Scientific classification
- Kingdom: Animalia
- Phylum: Chordata
- Class: Actinopterygii
- Order: Cyprinodontiformes
- Family: Poeciliidae
- Genus: Xiphophorus
- Species: X. signum
- Binomial name: Xiphophorus signum Rosen & Kallman, 1969
- Synonyms: Xiphophorus helleri signum Rosen & Kallman, 1969

= Xiphophorus signum =

- Authority: Rosen & Kallman, 1969
- Conservation status: VU
- Synonyms: Xiphophorus helleri signum Rosen & Kallman, 1969

Species of fish

Xiphophorus signum is a poeciliid fish endemic to Guatemala. It occurs in only one creek and adjacent pools, making it a vulnerable species.

X. signum was originally described as a deep-bodied subspecies of X. helleri by Rosen and Kallman in 1969. It was elevated by Rosen to the species level ten years later. Its scientific name, signum, refers to the distinctive black mark on the caudal fin. Rosen and Kallman speculated that X. signum may be a sister species of X. guentheri because it is found in an isolated area in the middle of the natural range of X. guentheri, unless the latter species' range had expanded after X. signum appeared in its own.

A distinctive trait of X. signum is the elongate black spot at the base of the caudal fin, which appears in both sexes when they reach the length of 1 cm and becomes obscured in adult males as their "sword" grows. The body is predominantly greenish and features only one horizontal stripe on each of the sides. The caudal and dorsal fins of adults may have an orange-yellow tint. The largest reported specimen measured 7.5 cm in total length.

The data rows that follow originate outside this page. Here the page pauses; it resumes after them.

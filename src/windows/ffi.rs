use windows::{core::PCWSTR, Win32::Foundation::HMODULE};

#[link(name = "kernel32")]
extern "C" {
    pub fn LoadLibraryW(filename: PCWSTR) -> HMODULE;
}
use multihost::config::{Config, CONFIG_PATH};
use multihost::{logging, web};

#[tokio::main]
async fn main() {
	let config = match Config::load(CONFIG_PATH) {
		Ok(x) => x,
		Err(err) => {
			// logging isn't up yet, its settings live in the config
			eprintln!("Failed to load {CONFIG_PATH}: {err}");
			std::process::exit(1);
		}
	};

	let _log_guard = match logging::init(&config) {
		Ok(x) => x,
		Err(err) => {
			eprintln!("Failed to initialize logging: {err}");
			std::process::exit(1);
		}
	};

	tracing::debug!("Loaded config {:?}", config);

	web::initialize_server(config).await;
}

X. signum is known exclusively from the drainage basin of Rio Chajmaic, a tributary of the Pasión River. There it inhabits pools and a small creek of fast, clear water shaded by a dense forest cover. It shares its habitat with even an smaller poeciliid, Scolichthys iota, and a Bramocharax species. The IUCN classifies X. signum as a vulnerable species due to its extremely limited range. Small-scale agriculture exists throughout this range, but the major threat is the development of palm oil plantations.

X. signum is a livebearer. The female gives birth to 20–40 fry every 4–5 weeks. It is the only species of Xiphophorus that has proved difficult, and potentially impossible, to hybridize with other Xiphophorus species in the laboratory.